By 2004 small businesses will be expected to have made their premises accessible for disabled staff and interviewees to make sure no one is excluded from holding a job they are capable of doing, because of a disability.
But while licensees agree they should not be excluded from the law, concerns have been raised about the extra costs involved and the health and safety issues to be considered.
Bill Sharp, chairman of the National Parliamentary Committee of licensees, said: "Obviously pubs are not above and beyond the law but we would hope the big brewers would help their licensees with any major work."
He said he could foresee some pubs having problems with the extension of the law. "Some pub kitchens are on different floors and would need lifts putting in. There would be a massive expense involved.

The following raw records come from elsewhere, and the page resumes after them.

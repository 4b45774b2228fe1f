//! Builds the signer the bot submits liquidations with, from
//! [`liq_types::config::SignerConfig`] (spec.md §6/§9).

use alloy_signer_local::{coins_bip39::English, MnemonicBuilder, PrivateKeySigner};
use liq_types::config::SignerConfig;

/// Constructs a [`PrivateKeySigner`] from either a raw private key or a
/// mnemonic phrase plus account index, per spec.md §6. An out-of-range
/// account number is rejected at config-validation time
/// ([`liq_types::config::BotConfig::validate`]), not here.
pub fn build_signer(cfg: &SignerConfig) -> eyre::Result<PrivateKeySigner> {
    match cfg {
        SignerConfig::PrivateKey(key) => {
            let key = key.strip_prefix("0x").unwrap_or(key);
            key.parse::<PrivateKeySigner>()
                .map_err(|err| eyre::eyre!("invalid private key: {err}"))
        }
        SignerConfig::Mnemonic { phrase, account_number } => MnemonicBuilder::<English>::default()
            .phrase(phrase.as_str())
            .derivation_path(SignerConfig::hd_path(*account_number))
            .map_err(|err| eyre::eyre!("invalid derivation path: {err}"))?
            .build()
            .map_err(|err| eyre::eyre!("failed to derive signer from mnemonic: {err}"))
    }
}

#[cfg(test)]
mod tests {
    use super::*;

    #[test]
    fn derives_a_stable_address_from_the_same_mnemonic_and_account() {
        let cfg = SignerConfig::Mnemonic {
            phrase: "test test test test test test test test test test test junk".to_string(),
            account_number: 0
        };

        let first = build_signer(&cfg).unwrap();
        let second = build_signer(&cfg).unwrap();
        assert_eq!(first.address(), second.address());
    }

    #[test]
    fn different_account_numbers_derive_different_addresses() {
        let phrase = "test test test test test test test test test test test junk".to_string();
        let a = build_signer(&SignerConfig::Mnemonic { phrase: phrase.clone(), account_number: 0 }).unwrap();
        let b = build_signer(&SignerConfig::Mnemonic { phrase, account_number: 1 }).unwrap();
        assert_ne!(a.address(), b.address());
    }

    #[test]
    fn accepts_a_private_key_with_or_without_0x_prefix() {
        let raw = "4c0883a69102937d6231471b5dbb6204fe5129617082792ae468d01a3f362318";
        let with_prefix = format!("0x{raw}");

        let a = build_signer(&SignerConfig::PrivateKey(raw.to_string())).unwrap();
        let b = build_signer(&SignerConfig::PrivateKey(with_prefix)).unwrap();
        assert_eq!(a.address(), b.address());
    }
}
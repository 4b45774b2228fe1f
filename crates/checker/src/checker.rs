//! Liquidatability Checker algorithm (spec.md §4.3): partitions a snapshot
//! into fixed-size chunks and checks each in turn, tolerating per-chunk
//! failures without aborting the whole scan.

use std::cmp::min;

use alloy_primitives::Address;
use liq_chain::{ChainError, ChainGateway};
use liq_types::InternalError;
use liq_utils::retry::{retry_transient, DEFAULT_ATTEMPTS};

use crate::error::{CheckError, FilterError};

/// One partial result from a scan. Consumers MUST tolerate interleaved
/// `Liquidatable` and `Error` outcomes within a single scan (spec.md §4.3).
#[derive(Debug, Clone)]
pub enum CheckOutcome {
    Liquidatable(Vec<Address>),
    Error(CheckError)
}

/// Scans `open` in chunks of `chunk_size`, invoking `on_outcome` for every
/// partial result as it completes. Returns `Err` only for the fatal case —
/// a gateway response whose length doesn't match the request — which stops
/// the scan early; any other per-chunk failure is folded into a
/// [`CheckOutcome::Error`] and the scan continues.
pub async fn scan(gateway: &dyn ChainGateway, open: &[Address], chunk_size: usize, mut on_outcome: impl FnMut(CheckOutcome)) -> Result<(), InternalError> {
    debug_assert!(chunk_size > 0, "a zero chunk size can never make progress");
    let total = open.len();
    let chunk_size = chunk_size.max(1);

    for chunk_start in (0..total).step_by(chunk_size) {
        let chunk_end = min(chunk_start + chunk_size, total);
        let chunk = &open[chunk_start..chunk_end];

        match filter_liquidatable(gateway, chunk).await {
            Ok(subset) => on_outcome(CheckOutcome::Liquidatable(subset)),
            Err(FilterError::Transient(cause)) => on_outcome(CheckOutcome::Error(CheckError { chunk_start, chunk_end, total, cause })),
            Err(FilterError::LengthMismatch(err)) => return Err(err)
        }
    }

    Ok(())
}

/// Calls the gateway's `isLiquidatable` (itself retried up to 3 times on
/// transient failures, spec.md §4.1) and filters `batch` down to the
/// liquidatable subset, preserving input order. Shared by the scan loop
/// above and by the Liquidator's re-qualification step (spec.md §4.4), so
/// neither duplicates the other's chunking/retry logic.
pub async fn filter_liquidatable(gateway: &dyn ChainGateway, batch: &[Address]) -> Result<Vec<Address>, FilterError> {
    if batch.is_empty() {
        return Ok(Vec::new())
    }

    let result = retry_transient(DEFAULT_ATTEMPTS, || gateway.is_liquidatable(batch), ChainError::is_transient)
        .await
        .map_err(|err| FilterError::Transient(err.to_string()))?;

    if result.len() != batch.len() {
        return Err(FilterError::LengthMismatch(InternalError::LiquidatableResultLengthMismatch {
            expected: batch.len(),
            got: result.len()
        }))
    }

    Ok(batch.iter().copied().zip(result).filter_map(|(addr, liquidatable)| liquidatable.then_some(addr)).collect())
}

#[cfg(test)]
mod tests {
    use liq_chain::mock::MockChainGateway;

    use super::*;

    #[tokio::test]
    async fn splits_a_snapshot_into_chunks_preserving_order() {
        let gateway = MockChainGateway::new();
        let open: Vec<Address> = (0..5).map(Address::with_last_byte).collect();
        gateway.push_liquidatable(vec![false, true]);
        gateway.push_liquidatable(vec![false, true]);
        gateway.push_liquidatable(vec![true]);

        let mut outcomes = Vec::new();
        scan(&gateway, &open, 2, |outcome| outcomes.push(outcome)).await.unwrap();

        assert_eq!(outcomes.len(), 3);
        let calls = gateway.check_calls();
        assert_eq!(calls[0], open[0..2].to_vec());
        assert_eq!(calls[1], open[2..4].to_vec());
        assert_eq!(calls[2], open[4..5].to_vec());
    }

    #[tokio::test]
    async fn a_chunk_error_does_not_abort_the_scan() {
        let gateway = MockChainGateway::new();
        let open: Vec<Address> = (0..4).map(Address::with_last_byte).collect();
        gateway.push_check_error(ChainError::Transient("rpc timeout".to_string()));
        gateway.push_liquidatable(vec![true, false]);

        let mut outcomes = Vec::new();
        scan(&gateway, &open, 2, |outcome| outcomes.push(outcome)).await.unwrap();

        assert_eq!(outcomes.len(), 2);
        assert!(matches!(outcomes[0], CheckOutcome::Error(_)));
        assert!(matches!(outcomes[1], CheckOutcome::Liquidatable(_)));
    }

    #[tokio::test]
    async fn a_length_mismatch_is_fatal_and_stops_the_scan() {
        let gateway = MockChainGateway::new();
        let open: Vec<Address> = (0..4).map(Address::with_last_byte).collect();
        gateway.push_liquidatable(vec![true]); // wrong length for a chunk of 2

        let mut outcomes = Vec::new();
        let result = scan(&gateway, &open, 2, |outcome| outcomes.push(outcome)).await;

        assert!(result.is_err());
        assert!(outcomes.is_empty());
    }
}
//! External-observability reporters (spec.md §4.6): adapters from the
//! coordinator's event bus to the console and to Prometheus.

pub mod console;
pub mod metrics;

pub use console::ConsoleReporter;
use liq_coordinator::Reporter as _;
use liq_types::BotEvent;
pub use metrics::MetricsReporter;

/// Picks between the two reporters spec.md §6's `reporting` config names.
/// `Coordinator::run` is generic over a single `Reporter` type, so
/// `main` needs one concrete type regardless of which mode was
/// configured; this enum is that type.
pub enum AnyReporter {
    Console(ConsoleReporter),
    Metrics(MetricsReporter)
}

#[async_trait::async_trait]
impl liq_coordinator::Reporter for AnyReporter {
    async fn report(&mut self, event: BotEvent) {
        match self {
            Self::Console(reporter) => reporter.report(event).await,
            Self::Metrics(reporter) => reporter.report(event).await
        }
    }
}
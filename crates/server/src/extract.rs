use axum::extract::rejection::{JsonRejection, PathRejection};
use axum::extract::{FromRequest, FromRequestParts};
use axum::response::{IntoResponse, Response};

use crate::error::ApiError;

/// `axum::Json` with its rejection converted into [`ApiError`], so a
/// malformed or mistyped request body gets the same `{status, message}`
/// envelope as every other failure.
#[derive(Debug, FromRequest)]
#[from_request(via(axum::Json), rejection(ApiError))]
pub struct Json<T>(pub T);

impl<T: serde::Serialize> IntoResponse for Json<T> {
    fn into_response(self) -> Response {
        axum::Json(self.0).into_response()
    }
}

/// `axum::extract::Path` with the same envelope-preserving rejection.
#[derive(Debug, FromRequestParts)]
#[from_request(via(axum::extract::Path), rejection(ApiError))]
pub struct Path<T>(pub T);

impl From<JsonRejection> for ApiError {
    fn from(rejection: JsonRejection) -> Self {
        ApiError::Validation(rejection.body_text())
    }
}

impl From<PathRejection> for ApiError {
    fn from(rejection: PathRejection) -> Self {
        ApiError::Validation(rejection.body_text())
    }
}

"We will conform with the law but I hope it will be thought out so it doesn't mean everybody loses.
"Let's hope it benefits the people it is supposed to and doesn't bring about financial hardship for licensees who are already under a lot of pressure."
Giles Thorley, chief executive of Unique Pub Company, said: "Licensees should bear in mind that they will soon need to comply to the DDA. If licensees are planning to carry out refurbishment work at their pub, they should consider making modifications to accommodate the needs of people with disabilities as part of their plans. Unique aims to do this in the refurbishment projects which we carry out at our pubs."
Margaret Hodge, the minister for disabled people, said: "Many disabled people still face barriers in accessing services and employment. By 2004 all businesses will need to make reasonable adjustments if the physical features of their premises make access to their services unreasonably difficult for disabled people.
"We think it's right that disabled people should have an equal chance to work in these businesses too. By 2004 small businesses, like all others at the moment, will have to make reasonable adjustments for disabled employees and job applicants who need them. This measure alone will help around 400,000 disabled employees."
The extension of the DDA comes as a response to the Disability Rights Task Force report and will extend the rights of more than 600,000 disabled people already in jobs and cover nearly seven million jobs previously excluded.